When that happens, your internal monitors are quiet. Your dashboards are green. Your users are broken.

The Hard Truth: Vendor status pages are unreliable. They are often the last place to acknowledge an ongoing incident. In January 2026 alone, IsDown detected 34 outages up to 2.2 hours before vendors acknowledged them and caught 101 incidents vendors never reported at all. If you are waiting for a vendor to post on their status page before you start investigating, you are already behind.

IsDown solves this layer. It monitors official vendor status pages and detects incidents early, often before vendors acknowledge them, by aggregating signals across its user base. When a third-party dependency goes down, IsDown fires an alert into your existing incident workflow via Slack, PagerDuty, or any of the incident management tools above.

It's not an incident management tool. It's the layer that feeds accurate, early third-party outage data into your incident management tool.

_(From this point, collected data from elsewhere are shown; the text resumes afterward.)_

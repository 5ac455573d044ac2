//! Layer 1: Primitives
//!
//! # Purpose
//!
//! This layer provides the primitive data structures and error types used
//! throughout the crate. It has zero internal dependencies within the crate.
//!
//! # Architecture
//!
//! ```text
//! Layer 6: API
//!   ↓
//! Layer 5: Engine
//!   ↓
//! Layer 4: Evaluation
//!   ↓
//! Layer 3: Algorithms
//!   ↓
//! Layer 2: Math
//!   ↓
//! Layer 1: Primitives ← You are here
//! ```

/// Paired observation containers.
pub mod dataset;

/// Shared error types.
pub mod errors;

/// Finiteness checks.
pub mod finite;
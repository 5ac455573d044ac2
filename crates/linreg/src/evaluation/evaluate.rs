//! Scoring a regression algorithm against known targets.
//!
//! ## Purpose
//!
//! This module runs a regression algorithm on a test set whose targets are
//! withheld and scores its predictions against the true targets with RMSE.
//!
//! ## Key concepts
//!
//! * **Self-evaluation**: `evaluate_algorithm` uses the training set as its
//!   own test set, which measures fit rather than generalisation.
//! * **Held-out evaluation**: `evaluate_split` trains and tests on separate
//!   datasets.
//!
//! ## Invariants
//!
//! * The algorithm never sees the targets of the test rows.
//! * Non-finite test values are rejected before the algorithm runs.

// Feature-gated imports
#[cfg(not(feature = "std"))]
use alloc::vec::Vec;
#[cfg(feature = "std")]
use std::vec::Vec;

// External dependencies
use num_traits::Float;

// Internal dependencies
use crate::algorithms::prediction::AlgorithmFn;
use crate::evaluation::metrics::rmse_metric;
use crate::primitives::dataset::{Dataset, Row};
use crate::primitives::errors::RegressionError;
use crate::primitives::finite::check_finite;

/// Score `algorithm` using `dataset` as both training and test set.
pub fn evaluate_algorithm<T: Float>(
    dataset: &Dataset<T>,
    algorithm: AlgorithmFn<T>,
) -> Result<T, RegressionError> {
    evaluate_split(dataset, dataset, algorithm)
}

/// Train `algorithm` on `train` and score it on `test`.
pub fn evaluate_split<T: Float>(
    train: &Dataset<T>,
    test: &Dataset<T>,
    algorithm: AlgorithmFn<T>,
) -> Result<T, RegressionError> {
    check_finite("x", test.x())?;
    check_finite("y", test.y())?;

    let test_set: Vec<Row<T>> = test.without_targets();
    let predicted = algorithm(train, &test_set)?;

    if predicted.len() != test_set.len() {
        return Err(RegressionError::MismatchedInputs {
            x_len: test_set.len(),
            y_len: predicted.len(),
        });
    }

    let rmse = rmse_metric(test.y(), &predicted)?;
    log::debug!(
        "evaluated {} test rows against {} training rows: rmse={:?}",
        test.len(),
        train.len(),
        rmse.to_f64()
    );

    Ok(rmse)
}
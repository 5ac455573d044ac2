//! Input validation for regression configuration and data.
//!
//! ## Purpose
//!
//! This module checks input columns and builder state before the pipeline
//! runs, so the numeric code never sees data that would make it produce
//! NaN or infinities.
//!
//! ## Design notes
//!
//! * **Fail-Fast**: Validation stops at the first error encountered.
//! * **Efficiency**: Checks are ordered from cheap to expensive.
//! * **Generics**: Validation is generic over `Float` types.
//!
//! ## Invariants
//!
//! * Validation logic is deterministic and side-effect free.
//!
//! ## Non-goals
//!
//! * This module does not detect zero spread in `x` (reported by the estimator).
//! * This module does not provide automatic correction of invalid inputs.

// External dependencies
use num_traits::Float;

// Internal dependencies
use crate::primitives::errors::RegressionError;
use crate::primitives::finite::check_finite;

// ============================================================================
// Validator
// ============================================================================

/// Validation utility for regression configuration and input data.
///
/// All methods return `Result<(), RegressionError>` and fail fast upon
/// identifying the first violation.
pub struct Validator;

impl Validator {
    /// Minimum number of points for a line fit.
    pub const MIN_POINTS: usize = 2;

    /// Validate paired input columns for fitting.
    pub fn validate_inputs<T: Float>(x: &[T], y: &[T]) -> Result<(), RegressionError> {
        // Check 1: Non-empty arrays
        if x.is_empty() || y.is_empty() {
            return Err(RegressionError::EmptyInput);
        }

        // Check 2: Matching lengths
        let n = x.len();
        if n != y.len() {
            return Err(RegressionError::MismatchedInputs {
                x_len: n,
                y_len: y.len(),
            });
        }

        // Check 3: Sufficient points for a line
        if n < Self::MIN_POINTS {
            return Err(RegressionError::TooFewPoints {
                got: n,
                min: Self::MIN_POINTS,
            });
        }

        // Check 4: All values finite
        check_finite("x", x)?;
        check_finite("y", y)?;

        Ok(())
    }

    /// Validate that no parameters were set multiple times in the builder.
    pub fn validate_no_duplicates(
        duplicate_param: Option<&'static str>,
    ) -> Result<(), RegressionError> {
        if let Some(param) = duplicate_param {
            return Err(RegressionError::DuplicateParameter { parameter: param });
        }
        Ok(())
    }
}
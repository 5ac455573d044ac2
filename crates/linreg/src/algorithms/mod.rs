//! Layer 3: Algorithms
//!
//! This layer contains the least-squares estimator and the predictor.

/// Ordinary least squares coefficient estimation.
pub mod coefficients;

/// Prediction from fitted coefficients.
pub mod prediction;
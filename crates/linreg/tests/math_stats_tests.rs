#![cfg(feature = "dev")]
//! Tests for summary statistics.
//!
//! These tests verify the statistics the estimator is built from:
//! - Arithmetic mean
//! - Sum-of-squares variance (not normalised by count)
//! - Covariance of paired columns
//!
//! ## Test Organization
//!
//! 1. **Mean** - Typical values and empty input
//! 2. **Variance** - Sum of squared deviations
//! 3. **Covariance** - Paired deviations and length mismatch
//! 4. **Summary** - Combined column summary and formatting

use approx::assert_relative_eq;

use linreg::internals::math::stats::{covariance, mean, variance, SummaryStats};
use linreg::internals::primitives::errors::RegressionError;

const X: [f64; 5] = [1.0, 2.0, 4.0, 3.0, 5.0];
const Y: [f64; 5] = [1.0, 3.0, 3.0, 2.0, 5.0];

// ============================================================================
// Mean Tests
// ============================================================================

/// Test mean of the reference predictor column.
#[test]
fn test_mean_typical() {
    assert_eq!(mean(&X).unwrap(), 3.0);
    assert_relative_eq!(mean(&Y).unwrap(), 2.8, epsilon = 1e-12);
}

/// Test mean of a single value.
#[test]
fn test_mean_single() {
    assert_eq!(mean(&[7.5f64]).unwrap(), 7.5);
}

/// Test mean works with f32.
#[test]
fn test_mean_f32() {
    let values = [1.0f32, 2.0, 3.0];
    assert_relative_eq!(mean(&values).unwrap(), 2.0f32, epsilon = 1e-6);
}

/// Test mean of an empty sequence fails instead of returning NaN.
#[test]
fn test_mean_empty() {
    let empty: [f64; 0] = [];
    assert_eq!(mean(&empty), Err(RegressionError::EmptyInput));
}

// ============================================================================
// Variance Tests
// ============================================================================

/// Test variance is the sum of squared deviations.
///
/// Deviations from 3: [-2, -1, 1, 0, 2] => 4 + 1 + 1 + 0 + 4 = 10.
#[test]
fn test_variance_sum_of_squares() {
    assert_eq!(variance(&X, 3.0).unwrap(), 10.0);
}

/// Test variance of the reference target column.
#[test]
fn test_variance_targets() {
    let m = mean(&Y).unwrap();
    assert_relative_eq!(variance(&Y, m).unwrap(), 8.8, epsilon = 1e-12);
}

/// Test variance uses the supplied mean rather than recomputing it.
#[test]
fn test_variance_uses_supplied_mean() {
    // Deviations from 0: squares are 1 + 4 + 16 + 9 + 25 = 55
    assert_eq!(variance(&X, 0.0).unwrap(), 55.0);
}

/// Test variance of constant values is zero.
#[test]
fn test_variance_constant() {
    let values = [4.0f64; 6];
    assert_eq!(variance(&values, 4.0).unwrap(), 0.0);
}

/// Test variance of an empty sequence fails.
#[test]
fn test_variance_empty() {
    let empty: [f64; 0] = [];
    assert_eq!(variance(&empty, 0.0), Err(RegressionError::EmptyInput));
}

// ============================================================================
// Covariance Tests
// ============================================================================

/// Test covariance of the reference dataset.
///
/// x deviations: [-2, -1, 1, 0, 2]
/// y deviations: [-1.8, 0.2, 0.2, -0.8, 2.2]
/// products:     [3.6, -0.2, 0.2, 0, 4.4] => 8.0
#[test]
fn test_covariance_typical() {
    let mx = mean(&X).unwrap();
    let my = mean(&Y).unwrap();
    assert_relative_eq!(covariance(&X, mx, &Y, my).unwrap(), 8.0, epsilon = 1e-12);
}

/// Test covariance of a column with itself equals its variance.
#[test]
fn test_covariance_self_is_variance() {
    let mx = mean(&X).unwrap();
    assert_relative_eq!(
        covariance(&X, mx, &X, mx).unwrap(),
        variance(&X, mx).unwrap(),
        epsilon = 1e-12
    );
}

/// Test covariance is negative for an inverse relationship.
#[test]
fn test_covariance_negative() {
    let xs = [1.0f64, 2.0, 3.0];
    let ys = [3.0f64, 2.0, 1.0];
    assert_relative_eq!(covariance(&xs, 2.0, &ys, 2.0).unwrap(), -2.0, epsilon = 1e-12);
}

/// Test covariance rejects columns of different length.
#[test]
fn test_covariance_mismatched() {
    let xs = [1.0f64, 2.0, 3.0];
    let ys = [1.0f64, 2.0];
    assert_eq!(
        covariance(&xs, 2.0, &ys, 1.5),
        Err(RegressionError::MismatchedInputs { x_len: 3, y_len: 2 })
    );
}

/// Test covariance of empty columns fails.
#[test]
fn test_covariance_empty() {
    let empty: [f64; 0] = [];
    assert_eq!(
        covariance(&empty, 0.0, &empty, 0.0),
        Err(RegressionError::EmptyInput)
    );
}

// ============================================================================
// Summary Tests
// ============================================================================

/// Test column summary combines mean and variance.
#[test]
fn test_summary_stats() {
    let stats = SummaryStats::of(&X).unwrap();
    assert_eq!(stats.mean, 3.0);
    assert_eq!(stats.variance, 10.0);
}

/// Test column summary formatting with three decimals.
#[test]
fn test_summary_stats_display() {
    let x_stats = SummaryStats::of(&X).unwrap();
    let y_stats = SummaryStats::of(&Y).unwrap();
    assert_eq!(format!("{}", x_stats), "mean=3.000 variance=10.000");
    assert_eq!(format!("{}", y_stats), "mean=2.800 variance=8.800");
}

/// Test column summary of an empty column fails.
#[test]
fn test_summary_stats_empty() {
    let empty: [f64; 0] = [];
    assert_eq!(SummaryStats::of(&empty), Err(RegressionError::EmptyInput));
}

How to Choose: A Framework

Stop comparing feature lists. Answer these questions instead:

  • What's your team size? Under 50 engineers: Rootly or Incident.io. 50-300: any of the above. 300+: PagerDuty or FireHydrant.
  • Where do you coordinate incidents? If Slack is your war room, Rootly or Incident.io. If you want to stay in your observability tool, Datadog.
  • What's your biggest friction? On-call complexity → PagerDuty. Post-incident learning → Incident.io. Runbook orchestration → FireHydrant. Workflow automation in Slack → Rootly.
  • Do you have third-party dependencies that affect your SLA? Yes → add IsDown to whichever tool you pick. This isn't optional if you're running SaaS.

Frequently Asked Questions

What's the difference between incident management tools and monitoring tools?

Monitoring tools (Datadog, New Relic, Grafana) detect and surface problems. Incident management tools (PagerDuty, Rootly, Incident.io) coordinate the human response to those problems: who gets paged, how the team communicates, what the runbook says to do, and what gets documented afterward. You need both layers. IsDown specifically fills a gap in the monitoring layer: third-party vendor outage detection.

Can I use Rootly or Incident.io without PagerDuty?

Yes. Both Rootly and Incident.io include on-call scheduling. For most teams under 200 engineers, their scheduling features are sufficient. You might still want PagerDuty if you have highly complex escalation policies or need the enterprise compliance profile, but it's not a prerequisite.

How do I handle vendor outages in my incident management tool?

The short answer: you need to feed vendor outage data into your tooling proactively. Waiting for users to report issues or checking vendor status pages manually is not a process. It's hope. Tools like IsDown monitor vendor status and detect early degradation signals, then push that data directly into your incident management workflow via integrations with Slack, PagerDuty, Rootly, Incident.io, and others.

What's the biggest mistake teams make when choosing incident management tools?

Choosing based on brand recognition rather than fit. PagerDuty gets selected by default at many organizations because it's the name procurement teams know. But for mid-size teams, Rootly and Incident.io offer substantially better workflows at lower cost. Map your actual friction points: on-call complexity, coordination overhead, post-mortem quality. Choose the tool that addresses those specifically.

Does incident management tooling actually reduce MTTR?

The tooling alone won't. What reduces MTTR is: faster detection (IsDown and monitoring tools), clear ownership (service catalogs and on-call schedules), automated first-response steps (runbooks and playbooks), and a culture of blameless post-mortems that extracts real systemic improvements. The tools facilitate all of those, but only if you invest in the process alongside the platform.

How often should I review my incident management tooling choices?

Annually is the minimum. The category is evolving fast. Capabilities that differentiated PagerDuty three years ago are now table stakes across all the platforms. More importantly, your team's needs change as you scale. A 20-engineer team and a 200-engineer team have genuinely different requirements. Build a review into your annual planning cycle.